In the first-flight data presented in Figure 7, the LPS method achieved UAV positioning in a total of 11 positions with an average positioning error of 13.22 m and a standard deviation of 4.69 m. Moreover, ORB-SLAM2 failed during position tracking at multiple moments and produced an accumulation error as the UAV flight distance increased, and in the last 152 m of flight, the positioning error of ORB-SLAM2 reached 14.84 m.

In the second-flight data presented in Figure 8, the LPS method achieved UAV positioning in a total of 24 positions with an average positioning error of 13.47 m and a standard deviation of 7.72 m. The positioning error was independent of the motion duration and motion distance. ORB-SLAM2 performed better when the UAV was moving in a straight line and estimated the UAV position more stably with an average positioning error of only 4.58 m. However, when the UAV made a large-angle turn at some point in the middle, the positioning error rapidly increased to about 50 m, which was followed by a tracking failure.

5. Discussion

5.1. Analysis of Localization Error

There are two main elements affecting the positioning accuracy of the UAV in the LPS algorithm. One is the positioning error of the POI itself, and the other is the absolute height uncertainty of the store signage.

POIs are navigation-level data, and their purpose is to be used for map navigation services; therefore, its coordinates do not correspond to the center point of the signage strictly. To estimate the error of the POI data, we used GPS-RTK to collect the real latitude and longitude of the store signage in the field, and the results show that the average positioning error of the POI data is about 5.5 m. To evaluate the impact of the POI positioning error on the UAV localization error, we conducted the following simulation experiments: Assuming that the latitude, longitude, width and height of the center points of two store signages in a single image are known, by calculating the latitude, longitude and height of the corner points of the signages, the true value of the UAV position can finally be solved; then, a horizontal random perturbation of −5~5 m is added to the latitude and longitude of the center points of these two store signages, and the UAV position is solved again. Finally, the error of UAV localization can be calculated. This process was repeated 1000 times, and the results are shown in Figure 10a. The average positioning error of the UAV is 6.7 m. Therefore, the accuracy of the POI has a relatively large impact on solving the UAV position.

The absolute height of the corner points for the store signage is determined by the height of the center point of the store signage and the width of the store signage. To evaluate the influence of the corner points’ height on the UAV localization accuracy, we assumed that the latitude, longitude, width and height of two store signages in a single image are known, and we conducted the following simulation experiments: (1) We calculated the latitude, longitude and height of the corner points of the signages to solve for the true value of the UAV position; then, we added a random perturbation of −0.5~0.5 m to the height of the store signages to solve for the UAV position again; we calculated the error and repeated this process 1000 times. (2) We added a random perturbation of −0.5~0.5 m to the width of the store signage (most of the store signages in the city have a width of about 1 m, and the size is relatively fixed), solved for the UAV position again, calculated the error and repeated this process 1000 times. The results are shown in Figure 10b,c.

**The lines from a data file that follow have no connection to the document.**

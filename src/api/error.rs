//! Request-level errors and the JSON body extractor.

use crate::quiz::QuizError;
use crate::records::RecordError;
use async_trait::async_trait;
use axum::{
    Json,
    extract::{FromRequest, Request, multipart::MultipartError},
    http::StatusCode,
    response::{IntoResponse, Response},
};
use serde::de::DeserializeOwned;
use serde_json::json;
use thiserror::Error;

/// Error returned by every handler, rendered as `{"success": false, "error": ...}`.
#[derive(Debug, Error)]
pub enum ApiError {
    /// Caller input was rejected (400).
    #[error("{0}")]
    Validation(String),
    /// Request body exceeds the configured limit (413).
    #[error("{0}")]
    PayloadTooLarge(String),
    /// Addressed record is absent (404).
    #[error("{0}")]
    NotFound(String),
    /// Record store unavailable (503).
    #[error("{0}")]
    Store(String),
    /// External service failed (502).
    #[error("{0}")]
    Upstream(String),
    /// External service timed out (504).
    #[error("{0}")]
    UpstreamTimeout(String),
    /// Anything else (500).
    #[error("{0}")]
    Internal(String),
}

impl ApiError {
    /// HTTP status associated with the variant.
    pub fn status(&self) -> StatusCode {
        match self {
            Self::Validation(_) => StatusCode::BAD_REQUEST,
            Self::PayloadTooLarge(_) => StatusCode::PAYLOAD_TOO_LARGE,
            Self::NotFound(_) => StatusCode::NOT_FOUND,
            Self::Store(_) => StatusCode::SERVICE_UNAVAILABLE,
            Self::Upstream(_) => StatusCode::BAD_GATEWAY,
            Self::UpstreamTimeout(_) => StatusCode::GATEWAY_TIMEOUT,
            Self::Internal(_) => StatusCode::INTERNAL_SERVER_ERROR,
        }
    }
}

impl IntoResponse for ApiError {
    fn into_response(self) -> Response {
        let status = self.status();
        if status.is_server_error() {
            tracing::error!(%status, error = %self, "Request failed");
        } else {
            tracing::warn!(%status, error = %self, "Request rejected");
        }
        (status, Json(json!({ "success": false, "error": self.to_string() }))).into_response()
    }
}

impl From<RecordError> for ApiError {
    fn from(inner: RecordError) -> Self {
        match inner {
            RecordError::Validation(message) => Self::Validation(message),
            RecordError::NotFound(message) => Self::NotFound(message),
            RecordError::Store(error) => {
                tracing::error!(%error, "Record store failure");
                Self::Store("Could not connect to data store".into())
            }
            RecordError::Upstream(message) => Self::Upstream(message),
        }
    }
}

impl From<QuizError> for ApiError {
    fn from(inner: QuizError) -> Self {
        match inner {
            QuizError::Timeout => Self::UpstreamTimeout(inner.to_string()),
            QuizError::Upstream(_) => Self::Upstream(inner.to_string()),
            QuizError::MissingXml | QuizError::InvalidXml(_) => Self::Internal(inner.to_string()),
        }
    }
}

impl From<MultipartError> for ApiError {
    fn from(inner: MultipartError) -> Self {
        let message = format!("Invalid multipart body: {}", inner.body_text());
        if inner.status() == StatusCode::PAYLOAD_TOO_LARGE {
            Self::PayloadTooLarge(message)
        } else {
            Self::Validation(message)
        }
    }
}

/// JSON body whose rejections render as [`ApiError::Validation`].
pub struct JsonBody<T>(pub T);

#[async_trait]
impl<S, T> FromRequest<S> for JsonBody<T>
where
    T: DeserializeOwned,
    S: Send + Sync,
{
    type Rejection = ApiError;

    async fn from_request(req: Request, state: &S) -> Result<Self, Self::Rejection> {
        match Json::<T>::from_request(req, state).await {
            Ok(Json(value)) => Ok(Self(value)),
            Err(rejection) => Err(ApiError::Validation(rejection.body_text())),
        }
    }
}

#[cfg(test)]
mod tests {
    use super::*;
    use crate::store::StoreError;

    #[test]
    fn record_errors_map_to_statuses() {
        let cases = [
            (RecordError::Validation("bad".into()), StatusCode::BAD_REQUEST),
            (RecordError::NotFound("gone".into()), StatusCode::NOT_FOUND),
            (
                RecordError::Store(StoreError::Unavailable("down".into())),
                StatusCode::SERVICE_UNAVAILABLE,
            ),
            (RecordError::Upstream("vector".into()), StatusCode::BAD_GATEWAY),
        ];
        for (error, status) in cases {
            assert_eq!(ApiError::from(error).status(), status);
        }
    }

    #[test]
    fn quiz_errors_map_to_statuses() {
        assert_eq!(ApiError::from(QuizError::Timeout).status(), StatusCode::GATEWAY_TIMEOUT);
        assert_eq!(
            ApiError::from(QuizError::Upstream("refused".into())).status(),
            StatusCode::BAD_GATEWAY
        );
        assert_eq!(
            ApiError::from(QuizError::MissingXml).status(),
            StatusCode::INTERNAL_SERVER_ERROR
        );
    }
}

The absolute height of the center point of the store signage has no effect on the horizontal positioning accuracy of the UAV. This is because the height change in the store signage is only equivalent to the translation in the vertical plane for the UAV localization. When the width error of the store signage is within 0.5 m, the average positioning error of the UAV is only 0.19 m, so the width error of the store signage has a very small impact on the plane positioning accuracy of the UAV.

In addition, the distribution and number of store signages used for UAV location solving may also affect the accuracy. As more store signages are used for UAV location solving, the error tends to be smaller, and as more distant store signages are used for UAV location solving, the error also tends to be smaller.

5.2. Analysis of the Number of Localization Points

The POI data used in this paper are relatively old; the POI were collected during 2018–2021, and the UAV images were captured in early 2023. Considering that some POIs changed with urban renewal, the scenes photographed by the UAV were not exactly the same as those recorded by the POI. However, incorrect POIs are not successfully matched to signage text in the image, so they do not result in incorrect scene localization but only reduce the number of localization points. If we can obtain POI data with better timeliness, such as the POI data from Gaode Map (a Chinese e-map software), the number of localization points for the UAV should be greater.

Moreover, some store signages were obscured by rain shelters, so only about 40% of the store signages could be accurately identified and matched. Given that UAV location solving requires no less than two store signages in a single image, the number of localization points for the UAV is actually even less.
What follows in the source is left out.